The U.S. federal government headed into a partial shutdown Friday evening as the White House and Congress remained at an impasse over funding for President Trump’s border wall. The partial shutdown, which affects one-quarter of the federal government, has left 800,000 federal workers without pay. Approximately 420,000 employees deemed essential, including air traffic controllers and Transportation Security Administration employees, are required to work without pay over the holidays, while another 380,000 employees will be furloughed.
While many government workers are left struggling to make ends meet while waiting for back pay this holiday season, employees of federal government contractors stand to lose their pay entirely. Although federal employees typically receive back pay when their agencies temporarily close, this does not apply to the roughly 2,000 janitors, security guards, food service workers and other federal building workers employed as contractors for the federal government. When the government faced a 16-day shutdown in 2013, about 1,200 federal building workers working as contractors with the federal government were unable to collect compensation. As nearly 80 percent of Americans live from paycheck to paycheck, contract workers affected by the shutdown will be forced to exhaust their savings to pay bills and use sick days and vacation time to cover lost wages.
Uber has reached a tentative settlement with drivers arbitrating over driver classification and expense reimbursement, TechCrunch reported Saturday. According to the report, Uber has offered to pay 11 cents for every mile driven for the company to drivers who have been in individual arbitration with the company over their employment classification. The 11 cents per mile Uber is offering as a settlement is estimated to be only one third of what drivers could have recovered for expense reimbursement if they had pursued arbitration rather than opting for the settlement. The drivers had pursued individual arbitration after the Ninth Circuit ruled in September that Uber could force drivers into individual arbitration, frustrating a class-action suit over driver classification. News of a tentative settlement comes as the company prepares to go public in 2019.
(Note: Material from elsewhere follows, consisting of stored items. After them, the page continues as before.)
//! User account route handlers.
//!
//! JSON in, JSON out. Error bodies are `{"message": "..."}`, see
//! [`crate::error::AppError`].

use axum::{
    Json,
    extract::{Path, State, rejection::JsonRejection},
    http::StatusCode,
};
use serde::{Deserialize, Serialize};
use tower_sessions::Session;

use accounts_core::UserId;

use crate::error::{AppError, Result, clear_sentry_user, set_sentry_user};
use crate::middleware::{RequireLogin, end_session, start_session};
use crate::models::{NewUser, SessionUser, User, UserChanges, UserWithCarts};
use crate::services::AccountError;
use crate::state::AppState;
use crate::validation::{ValidationError, ValidationErrors, ValidationRule};

// =============================================================================
// Request / Response Types
// =============================================================================

/// Login request body.
#[derive(Debug, Deserialize)]
pub struct LoginRequest {
    #[serde(default)]
    pub email: String,
    #[serde(default)]
    pub password: String,
}

/// Body returned by create and update.
#[derive(Debug, Serialize)]
pub struct UserMessage {
    pub message: &'static str,
    pub user: User,
}

/// Body returned by login.
#[derive(Debug, Serialize)]
pub struct LoginResponse {
    pub user: User,
    pub message: &'static str,
}

/// Body returned by delete.
#[derive(Debug, Serialize)]
pub struct Deleted {
    pub deleted: u64,
}

/// Parse a path segment as a user ID. Anything unparsable is an unknown user.
fn user_id(raw: &str) -> std::result::Result<UserId, AccountError> {
    raw.parse().map_err(|_| AccountError::NotFound)
}

/// An unreadable user body is reported like any other unusable input.
fn user_body<T>(payload: std::result::Result<Json<T>, JsonRejection>) -> Result<T> {
    payload.map(|Json(body)| body).map_err(|rejection| {
        tracing::debug!(error = %rejection, "Rejected user body");
        AccountError::Validation(ValidationErrors::single(ValidationError::new(
            "body",
            ValidationRule::NotEmpty,
        )))
        .into()
    })
}

// =============================================================================
// Handlers
// =============================================================================

/// List every user with their carts.
///
/// GET /api/users
pub async fn index(State(state): State<AppState>) -> Result<Json<Vec<UserWithCarts>>> {
    Ok(Json(state.accounts().list().await?))
}

/// Fetch one user with their carts.
///
/// GET /api/users/{id}
pub async fn show(
    State(state): State<AppState>,
    Path(id): Path<String>,
) -> Result<Json<UserWithCarts>> {
    let id = user_id(&id)?;
    Ok(Json(state.accounts().get(id).await?))
}

/// Create a user.
///
/// POST /api/users
pub async fn create(
    State(state): State<AppState>,
    payload: std::result::Result<Json<NewUser>, JsonRejection>,
) -> Result<Json<UserMessage>> {
    let input = user_body(payload)?;
    let user = state.accounts().create(input).await?;

    Ok(Json(UserMessage {
        message: "Success",
        user,
    }))
}

/// Delete a user and their carts.
///
/// DELETE /api/users/{id}
pub async fn destroy(
    State(state): State<AppState>,
    Path(id): Path<String>,
) -> Result<Json<Deleted>> {
    let id = user_id(&id)?;
    let deleted = state.accounts().delete(id).await?;
    Ok(Json(Deleted { deleted }))
}

/// Log in with email and password.
///
/// POST /api/users/login
pub async fn login(
    State(state): State<AppState>,
    session: Session,
    payload: std::result::Result<Json<LoginRequest>, JsonRejection>,
) -> Result<Json<LoginResponse>> {
    let Json(req) = payload.map_err(|rejection| AppError::BadRequest(rejection.body_text()))?;

    let logged_in = state
        .auth()
        .login_with_password(&req.email, &req.password)
        .await?;

    start_session(
        &session,
        &SessionUser::logged_in(logged_in.user.id, logged_in.cart_count),
    )
    .await?;

    set_sentry_user(&logged_in.user.id, Some(logged_in.user.email.as_str()));
    tracing::info!(
        user_id = %logged_in.user.id,
        cart_count = logged_in.cart_count,
        "User logged in"
    );

    Ok(Json(LoginResponse {
        user: logged_in.user,
        message: "You are now logged in!",
    }))
}

/// End the current session.
///
/// POST /api/users/logout
///
/// 204 when a logged-in session was destroyed, 404 otherwise. Both bodies
/// are empty.
pub async fn logout(session: Session) -> Result<StatusCode> {
    if end_session(&session).await? {
        clear_sentry_user();
        tracing::info!("User logged out");
        Ok(StatusCode::NO_CONTENT)
    } else {
        Ok(StatusCode::NOT_FOUND)
    }
}

/// Update the logged-in user.
///
/// PUT /api/users
pub async fn update(
    RequireLogin(login): RequireLogin,
    State(state): State<AppState>,
    payload: std::result::Result<Json<UserChanges>, JsonRejection>,
) -> Result<Json<UserMessage>> {
    let changes = user_body(payload)?;
    let user = state.accounts().update(login.user_id, changes).await?;

    Ok(Json(UserMessage {
        message: "User updated!",
        user,
    }))
}
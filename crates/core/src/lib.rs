//! Accounts Core - Shared types library.
//!
//! Common types used across the accounts workspace:
//! - `api` - The account management HTTP service
//! - `cli` - Command-line tools for migrations and user management
//!
//! # Architecture
//!
//! The core crate contains only types - no I/O, no database access,
//! no HTTP clients. With the `postgres` feature the types also implement
//! the sqlx encode/decode traits.
//!
//! # Modules
//!
//! - [`types`] - Newtype wrappers for IDs, emails and account balances

#![cfg_attr(not(test), forbid(unsafe_code))]

pub mod types;

pub use types::*;
//! Integration tests for the accounts API.
//!
//! The tests talk to a running server over HTTP and are ignored by default.
//!
//! # Running Tests
//!
//! ```bash
//! ACCOUNTS_STORE=memory cargo run -p accounts-api &
//! cargo test -p accounts-integration-tests -- --ignored
//! ```
//!
//! Set `ACCOUNTS_TEST_URL` to target a server other than
//! `http://127.0.0.1:3001`.

use reqwest::Client;
use serde_json::{Value, json};
use uuid::Uuid;

/// Password used for every user created by these tests.
pub const TEST_PASSWORD: &str = "integration-pw";

/// Base URL of the server under test.
#[must_use]
pub fn base_url() -> String {
    std::env::var("ACCOUNTS_TEST_URL").unwrap_or_else(|_| "http://127.0.0.1:3001".to_string())
}

/// A client that keeps cookies between requests, like a browser would.
///
/// # Panics
///
/// Panics if the TLS backend cannot be initialized.
#[must_use]
pub fn session_client() -> Client {
    Client::builder()
        .cookie_store(true)
        .build()
        .expect("Failed to create HTTP client")
}

/// Create-user body with a unique username and email.
#[must_use]
pub fn unique_user() -> Value {
    let suffix = Uuid::new_v4().simple().to_string();
    json!({
        "username": format!("it-{suffix}"),
        "first_name": "Integration",
        "last_name": "Test",
        "email": format!("it-{suffix}@example.com"),
        "password": TEST_PASSWORD,
    })
}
Members of the Seattle City Council voted this week to strip language about pay negotiations from an ordinance that allowed drivers for ride-hailing companies like Uber and Lyft to bargain collectively. In 2015, the city council voted to establish a framework for contract drivers to organize and bargain for agreements on issues including pay, working conditions, safe driving practices and equipment standards. Although three years have passed since then, the city’s efforts have been put on hold due to lawsuits from a group of Uber and Lyft drivers who claimed that the law violated their rights to free speech and association, and from the US Chamber of Commerce, which argued that drivers did not have the right to unionize because they are independent contractors rather than employees.
In the UK, yeoman warders at the Tower of London went on strike for the first time since 1963 in a dispute in response to changes in pensions. The workers, popularly known as beefeaters, were joined by other staff at Hampton Court Palace and Kensington Palace during a three-hour walkout on Friday. Similar actions are expected to take place this coming week and into the new year by members of the Public and Commercial Services (PCS) union and GMB union, who claim that changes to pensions will leave staff “significantly worse off” in retirement.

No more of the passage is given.